I had a last interview with Father Adam in a billiard–room at the witching hour of dawn, when I administered the brandy. He professed himself greatly touched by the separation, and declared he had often bought white bread for the donkey when he had been content with black bread for himself; but this, according to the best authorities, must have been a flight of fancy. He had a name in the village for brutally misusing the ass; yet it is certain that he shed a tear, and the tear made a clean mark down one cheek.

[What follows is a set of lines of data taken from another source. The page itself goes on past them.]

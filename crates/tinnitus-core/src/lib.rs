//! # Tinnitus Relief Core Library
//!
//! This library provides the logic behind the Tinnitus Relief wrist app:
//! guided relaxation routines, short-term-memory games and the static
//! educational content shown between them. The host (a watch UI, or the
//! `tinnitus-cli` binary) owns rendering and timing; this crate only owns
//! state.
//!
//! ## Architecture
//!
//! - **Sequence Controller**: a tick-driven countdown-per-step state machine
//!   that backs every guided routine (meditation, progressive relaxation,
//!   jaw exercises, ear massage, neck stretches)
//! - **Games**: tap-pattern recall, color matching and a breathing pacer
//! - **Feedback**: every transition returns [`Event`]s carrying a
//!   [`FeedbackKind`]; the host decides whether and how to play each cue
//! - **Content**: daily tips, about text and the activity catalog
//!
//! Nothing in here spawns threads or sleeps. The caller delivers ticks.
//!
//! ## Key Components
//!
//! - [`SequenceController`]: guided routine state machine
//! - [`PatternGame`]: tap-pattern memory game
//! - [`ColorMatch`]: color matching game
//! - [`BreathingPacer`]: inhale/exhale pacer
//! - [`Config`]: read-only configuration defaults

pub mod config;
pub mod content;
pub mod error;
pub mod events;
pub mod feedback;
pub mod games;
pub mod random;
pub mod sequence;
pub mod settings;
pub mod tick;

pub use config::Config;
pub use content::{catalog, tips, Activity, Tab, ABOUT};
pub use error::{ConfigError, CoreError, ValidationError};
pub use events::{Event, FeedbackKind};
pub use feedback::{deliver, FeedbackSink, Gated, Muted};
pub use games::{
    BreathPhase, BreathingPacer, BreathingRules, Color, ColorMatch, ColorRules, PatternGame,
    PatternPhase, PatternRules, SelectOutcome, TapOutcome,
};
pub use random::{seeded, RandomSource};
pub use sequence::{CheckpointPolicy, Preset, Routine, SequenceController, SequenceSnapshot};
pub use settings::{BackgroundSound, Settings};
pub use tick::{Cadence, SimulatedTicks, TickSource};
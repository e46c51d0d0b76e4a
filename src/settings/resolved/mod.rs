use std::path::PathBuf;
use std::time::Duration;

use cinefind::catalog::TmdbConfig;

mod errors;
mod sources;
mod summary;
mod validation;

pub(crate) use errors::ConfigError;
pub(crate) use sources::{ConfigSources, SettingSource};

/// Application-ready configuration derived from user input, config files and
/// defaults.
#[derive(Debug)]
pub struct ResolvedConfig {
	/// Catalogue endpoint and credentials. The token may still be missing.
	pub api: TmdbConfig,
	pub theme: Option<String>,
	pub prompt: Option<String>,
	pub initial_query: Option<String>,
	pub toast_ttl: Duration,
	pub log_level: String,
	/// `None` when no data directory could be determined.
	pub log_file: Option<PathBuf>,
}

impl ResolvedConfig {
	pub(super) fn validate(&self, sources: &ConfigSources) -> Result<(), ConfigError> {
		validation::validate(self, sources)
	}

	/// Print a human readable summary of the effective configuration.
	pub fn print_summary(&self) {
		for line in summary::summary_lines(self) {
			println!("{line}");
		}
	}
}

By the advice of a fallacious local saddler, a leather pad was made for me with rings to fasten on my bundle; and I thoughtfully completed my kit and arranged my toilette. By way of armoury and utensils, I took a revolver, a little spirit–lamp and pan, a lantern and some halfpenny candles, a jack–knife and a large leather flask. The main cargo consisted of two entire changes of warm clothing—besides my travelling wear of country velveteen, pilot–coat, and knitted spencer—some books, and my railway–rug, which, being also in the form of a bag, made me a double castle for cold nights. The permanent larder was represented by cakes of chocolate and tins of Bologna sausage. All this, except what I carried about my person, was easily stowed into the sheepskin bag; and by good fortune I threw in my empty knapsack, rather for convenience of carriage than from any thought that I should want it on my journey. For more immediate needs I took a leg of cold mutton, a bottle of Beaujolais, an empty bottle to carry milk, an egg–beater, and a considerable quantity of black bread and white, like Father Adam, for myself and donkey, only in my scheme of things the destinations were reversed.
Monastrians, of all shades of thought in politics, had agreed in threatening me with many ludicrous misadventures, and with sudden death in many surprising forms. Cold, wolves, robbers, above all the nocturnal practical joker, were daily and eloquently forced on my attention. Yet in these vaticinations, the true, patent danger was left out. Like Christian, it was from my pack I suffered by the way. Before telling my own mishaps, let me in two words relate the lesson of my experience. If the pack is well strapped at the ends, and hung at full length—not doubled, for your life—across the pack–saddle, the traveller is safe. The saddle will certainly not fit, such is the imperfection of our transitory life; it will assuredly topple and tend to overset; but there are stones on every roadside, and a man soon learns the art of correcting any tendency to overbalance with a well–adjusted stone.